Posted: 2016-04-04 , Modified: 2016-04-04

Tags: none

Definitions

Define the score and Fisher information by \[\begin{align} s(X;\te)&=\pd{\ln f}{\te}\\ I(\te)&=\Var_\te(s(X;\te)) \end{align}\]

(This generalizes immediately to the multivariate case; for simplicity we consider the univariate case.)

The expecation of score is 0: \[\E s=\int_{-\iy}^{\iy} s(X;\te) f\,dx=\int_{-\iy}^{\iy} \fc{\ln f}{f}f\dx=(\int_{-\iy}^{\iy}f\,dx)_{\te}=0.\] Thus \[I(\te) = \Var(s(X;\te)) = \E [(\ln f)_\te^2] = -\E((\ln f)_{\te\te}).\]

Intuition

Suppose a data point \(x\) is observed. What is the posterior distribution on the parameter \(\te\)? Consider the log of this probability, the log-likelihood. The Fisher information measures how curved the log-likelihood is at \(x\).

Consider the Fisher information at the MLE. If \(I(\te)\) is large, then we are reasonably certain of the value of \(\te\) (changing \(\te\) by a bit decreases the log-probability of observing \(x\) a lot).1 If \(I(\te)\) is small, then we are not certain.

Theorems

Cramer-Rao

Wikipedia

This intuition is formalized by Cramer-Rao: the variance of any unbiased estimator for \(\te\) is lower-bounded by the inverse of the Fisher information.

Theorem (Cramer-Rao): Suppose \(T(X)\) is an unbiased estimator of \(\te\). Then \(\Var(T) \ge \rc{I(\te)}\). More generally, \(\Var(\psi(T)) \ge \fc{\psi'(\te)}{I(\te)}\).

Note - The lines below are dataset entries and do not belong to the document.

use uuid::Uuid;

use crate::campaign_monitor::ListDescriptor;
use crate::domain::external_id::ExternalId;
use crate::domain::label::Label;

/// A mailing list owned by exactly one client.
#[derive(Debug, Clone, PartialEq, Eq, serde::Serialize)]
pub struct CampaignList {
    pub id: Uuid,
    pub client_id: Uuid,
    pub external_id: ExternalId,
    pub name: Label,
}

#[derive(Debug, Clone)]
pub struct NewCampaignList {
    pub client_id: Uuid,
    pub external_id: ExternalId,
    pub name: Label,
}

impl NewCampaignList {
    pub fn parse(client_id: Uuid, descriptor: ListDescriptor) -> Result<NewCampaignList, String> {
        Ok(NewCampaignList {
            client_id,
            external_id: ExternalId::parse(descriptor.list_id)?,
            name: Label::parse(descriptor.name)?,
        })
    }
}

impl std::fmt::Display for CampaignList {
    fn fmt(&self, f: &mut std::fmt::Formatter<'_>) -> std::fmt::Result {
        write!(f, "List \"{}\" ({})", self.name, self.external_id)
    }
}
use actix_web::{web, HttpResponse};
use serde::Deserialize;
use std::collections::HashSet;
use uuid::Uuid;

use crate::campaign_monitor::CampaignMonitorClient;
use crate::cascade;
use crate::domain::{CampaignList, Subscriber};
use crate::error::CampaignError;
use crate::membership::MembershipCoordinator;
use crate::routes::parse_client_id;
use crate::store::CampaignStore;

#[derive(Deserialize, Debug)]
pub struct ListSubscribersBody {
    pub subscribers: HashSet<Uuid>,
}

#[derive(Deserialize, Debug)]
pub struct SubscriberListsBody {
    pub lists: HashSet<Uuid>,
}

async fn find_list(store: &dyn CampaignStore, list_id: Uuid) -> Result<CampaignList, CampaignError> {
    store
        .find_list(list_id)
        .await?
        .ok_or_else(|| CampaignError::NotFound(format!("List {} not found", list_id)))
}

async fn find_subscriber(
    store: &dyn CampaignStore,
    subscriber_id: Uuid,
) -> Result<Subscriber, CampaignError> {
    store
        .find_subscriber(subscriber_id)
        .await?
        .ok_or_else(|| CampaignError::NotFound(format!("Subscriber {} not found", subscriber_id)))
}

#[tracing::instrument(name = "Delete client handler", skip(store, gateway))]
pub async fn delete_client(
    client_id: web::Path<String>,
    store: web::Data<dyn CampaignStore>,
    gateway: web::Data<CampaignMonitorClient>,
) -> Result<HttpResponse, CampaignError> {
    let client_id = parse_client_id(client_id.into_inner())?;
    let client = store
        .find_client_by_external_id(&client_id)
        .await?
        .ok_or_else(|| CampaignError::NotFound(format!("Client {} not found", client_id)))?;

    cascade::delete_client(store.get_ref(), gateway.get_ref(), &client).await?;

    Ok(HttpResponse::Ok().finish())
}

#[tracing::instrument(name = "Delete list handler", skip(store, gateway))]
pub async fn delete_list(
    list_id: web::Path<Uuid>,
    store: web::Data<dyn CampaignStore>,
    gateway: web::Data<CampaignMonitorClient>,
) -> Result<HttpResponse, CampaignError> {
    let list = find_list(store.get_ref(), list_id.into_inner()).await?;

    cascade::delete_list(store.get_ref(), gateway.get_ref(), &list).await?;

    Ok(HttpResponse::Ok().finish())
}

/// Deletes the subscribers of a list (only).
#[tracing::instrument(name = "Purge list handler", skip(store, gateway))]
pub async fn purge_list(
    list_id: web::Path<Uuid>,
    store: web::Data<dyn CampaignStore>,
    gateway: web::Data<CampaignMonitorClient>,
) -> Result<HttpResponse, CampaignError> {
    let list = find_list(store.get_ref(), list_id.into_inner()).await?;

    cascade::purge_list(store.get_ref(), gateway.get_ref(), &list).await?;

    Ok(HttpResponse::Ok().finish())
}

#[tracing::instrument(name = "Delete subscriber handler", skip(store, gateway))]
pub async fn delete_subscriber(
    subscriber_id: web::Path<Uuid>,
    store: web::Data<dyn CampaignStore>,
    gateway: web::Data<CampaignMonitorClient>,
) -> Result<HttpResponse, CampaignError> {
    let subscriber = find_subscriber(store.get_ref(), subscriber_id.into_inner()).await?;

    cascade::delete_subscriber(store.get_ref(), gateway.get_ref(), &subscriber).await?;

    Ok(HttpResponse::Ok().finish())
}

#[tracing::instrument(name = "Replace list subscribers handler", skip(store, gateway))]
pub async fn replace_list_subscribers(
    list_id: web::Path<Uuid>,
    body: web::Json<ListSubscribersBody>,
    store: web::Data<dyn CampaignStore>,
    gateway: web::Data<CampaignMonitorClient>,
) -> Result<HttpResponse, CampaignError> {
    let list = find_list(store.get_ref(), list_id.into_inner()).await?;

    let diff = MembershipCoordinator::new(store.get_ref(), gateway.get_ref())
        .replace_list_subscribers(&list, &body.subscribers)
        .await?;

    Ok(HttpResponse::Ok().json(diff))
}

#[tracing::instrument(name = "Replace subscriber lists handler", skip(store, gateway))]
pub async fn replace_subscriber_lists(
    subscriber_id: web::Path<Uuid>,
    body: web::Json<SubscriberListsBody>,
    store: web::Data<dyn CampaignStore>,
    gateway: web::Data<CampaignMonitorClient>,
) -> Result<HttpResponse, CampaignError> {
    let subscriber = find_subscriber(store.get_ref(), subscriber_id.into_inner()).await?;

    let diff = MembershipCoordinator::new(store.get_ref(), gateway.get_ref())
        .replace_subscriber_lists(&subscriber, &body.lists)
        .await?;

    Ok(HttpResponse::Ok().json(diff))
}
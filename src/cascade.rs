use std::collections::HashSet;
use uuid::Uuid;

use crate::campaign_monitor::CampaignMonitorClient;
use crate::domain::{CampaignList, Client, EmailAddress, ExternalId, Subscriber};
use crate::error::CampaignError;
use crate::store::CampaignStore;

/// `email` has to leave the provider list `list_id`.
#[derive(Debug, Clone, PartialEq, Eq)]
pub struct RemoteRemoval {
    pub list_id: ExternalId,
    pub email: EmailAddress,
}

/// Remote removals run before any local row is deleted.
#[derive(Debug, Default)]
pub struct DeletionPlan {
    pub removals: Vec<RemoteRemoval>,
    pub subscribers: Vec<Uuid>,
    pub lists: Vec<Uuid>,
    pub client: Option<Uuid>,
}

impl DeletionPlan {
    /// A subscriber leaves every list it belongs to, then its row goes.
    pub async fn for_subscriber(
        store: &dyn CampaignStore,
        subscriber: &Subscriber,
    ) -> Result<DeletionPlan, CampaignError> {
        let mut plan = DeletionPlan::default();
        plan.add_subscriber(store, subscriber).await?;

        Ok(plan)
    }

    /// Members leave this list remotely. Their rows are kept, even when this
    /// was their last list.
    pub async fn for_list(
        store: &dyn CampaignStore,
        list: &CampaignList,
    ) -> Result<DeletionPlan, CampaignError> {
        let mut plan = DeletionPlan::default();

        for subscriber in store.subscribers_of_list(list.id).await? {
            plan.removals.push(RemoteRemoval {
                list_id: list.external_id.clone(),
                email: subscriber.email,
            });
        }
        plan.lists.push(list.id);

        Ok(plan)
    }

    /// Every member of the list is deleted outright; the list stays.
    pub async fn for_list_purge(
        store: &dyn CampaignStore,
        list: &CampaignList,
    ) -> Result<DeletionPlan, CampaignError> {
        let mut plan = DeletionPlan::default();

        for subscriber in store.subscribers_of_list(list.id).await? {
            plan.add_subscriber(store, &subscriber).await?;
        }

        Ok(plan)
    }

    /// Every subscriber of every owned list is deleted, then the lists and
    /// the client itself.
    pub async fn for_client(
        store: &dyn CampaignStore,
        client: &Client,
    ) -> Result<DeletionPlan, CampaignError> {
        let mut plan = DeletionPlan::default();
        let mut seen = HashSet::new();

        for list in store.lists_of_client(client.id).await? {
            for subscriber in store.subscribers_of_list(list.id).await? {
                if seen.insert(subscriber.id) {
                    plan.add_subscriber(store, &subscriber).await?;
                }
            }
            plan.lists.push(list.id);
        }
        plan.client = Some(client.id);

        Ok(plan)
    }

    async fn add_subscriber(
        &mut self,
        store: &dyn CampaignStore,
        subscriber: &Subscriber,
    ) -> Result<(), CampaignError> {
        for list in store.lists_of_subscriber(subscriber.id).await? {
            self.removals.push(RemoteRemoval {
                list_id: list.external_id,
                email: subscriber.email.clone(),
            });
        }
        self.subscribers.push(subscriber.id);

        Ok(())
    }

    #[tracing::instrument(name = "Executing a deletion plan", skip_all)]
    pub async fn execute(
        self,
        store: &dyn CampaignStore,
        gateway: &CampaignMonitorClient,
    ) -> Result<(), CampaignError> {
        tracing::info!(
            "Removing {} memberships upstream before deleting {} subscribers and {} lists",
            self.removals.len(),
            self.subscribers.len(),
            self.lists.len()
        );

        for removal in &self.removals {
            if let Err(err) = gateway
                .remove_subscriber(&removal.list_id, &removal.email)
                .await
            {
                tracing::error!(
                    "Failed to remove {} from list {}: {:?}",
                    removal.email,
                    removal.list_id,
                    err
                );
                return Err(err.into());
            }
        }

        for subscriber_id in self.subscribers {
            store.delete_subscriber_row(subscriber_id).await?;
        }
        for list_id in self.lists {
            store.delete_list_row(list_id).await?;
        }
        if let Some(client_id) = self.client {
            store.delete_client_row(client_id).await?;
        }

        Ok(())
    }
}

#[tracing::instrument(name = "Deleting a client", skip(store, gateway, client), fields(client = %client))]
pub async fn delete_client(
    store: &dyn CampaignStore,
    gateway: &CampaignMonitorClient,
    client: &Client,
) -> Result<(), CampaignError> {
    DeletionPlan::for_client(store, client)
        .await?
        .execute(store, gateway)
        .await
}

#[tracing::instrument(name = "Deleting a list", skip(store, gateway, list), fields(list = %list))]
pub async fn delete_list(
    store: &dyn CampaignStore,
    gateway: &CampaignMonitorClient,
    list: &CampaignList,
) -> Result<(), CampaignError> {
    DeletionPlan::for_list(store, list)
        .await?
        .execute(store, gateway)
        .await
}

#[tracing::instrument(name = "Purging the subscribers of a list", skip(store, gateway, list), fields(list = %list))]
pub async fn purge_list(
    store: &dyn CampaignStore,
    gateway: &CampaignMonitorClient,
    list: &CampaignList,
) -> Result<(), CampaignError> {
    DeletionPlan::for_list_purge(store, list)
        .await?
        .execute(store, gateway)
        .await
}

#[tracing::instrument(
    name = "Deleting a subscriber",
    skip(store, gateway),
    fields(subscriber_email = %subscriber.email)
)]
pub async fn delete_subscriber(
    store: &dyn CampaignStore,
    gateway: &CampaignMonitorClient,
    subscriber: &Subscriber,
) -> Result<(), CampaignError> {
    DeletionPlan::for_subscriber(store, subscriber)
        .await?
        .execute(store, gateway)
        .await
}
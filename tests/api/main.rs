mod admin;
mod clients;
mod health_check;
mod postgres_store;
mod subscriptions;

In higher dimensions, \[ Var(T) \succeq \pd{\psi}{\te} I^{-1}\pd{\psi}{\te}. \]

Proof: Suppose \(T=t(x)\). By Cauchy-Schwarz, \[ \Var(T) \ge \fc{\text{Covar}(T,s_\te)^2}{\Var(s_\te)} = \fc{\int t(x)f (\ln f_\te)}{I(\te)} = \fc{\int g(x) f_{\te}(x)}{I(\te)} =\fc{(\E g)_\te}{I(\te)}= \rc{I(\te)}. \]

Asymptotic normality

Define the standard error by \(\se=\sqrt{\Var_\te(\wh{\te_n})}\).

Theorem (Asymptotic normality of MLE): \(\se\sim \sfc1{nI(\te)}\) and \(\fc{\wh{\te_n}-\te}{\se}\to N(0,1)\).

(With a little more work, we can replace se by \(\wh{se}\) (estimated standard error).)

Proof: Denoting the log-likelihood by \(\ell(\te):= \ln \Pj(x^n|\te) = \sum_{i=1}^n \ln f(x_i;\te)\), linearize to find that \[ \ell'(\wh \te)-\ell'(\te)\approx (\wh \te-\te)(\ell''(\te))\implies -\fc{\ell'}{\ell''}(\te)\approx \wh{\te}-\te. \] Now \[ \sqrt n(\wh{\te_n}-\te)=\fc{\rc{\sqrt n}\ell'(\te)}{-\rc n\ell''(\te)}\to \fc{N(0,I(\te))}{I(\te)}\to N(0,1), \] the top in distribution, the bottom in probability. (The top uses CLT on \(\sum (\ln f)_\te\); the bottom uses LoLN on \(\sum -(\ln f)_{\te\te}\).)


  1. For sake of discussion suppose the log-likelihood function is convex in \(\te\), so there aren’t other local minima.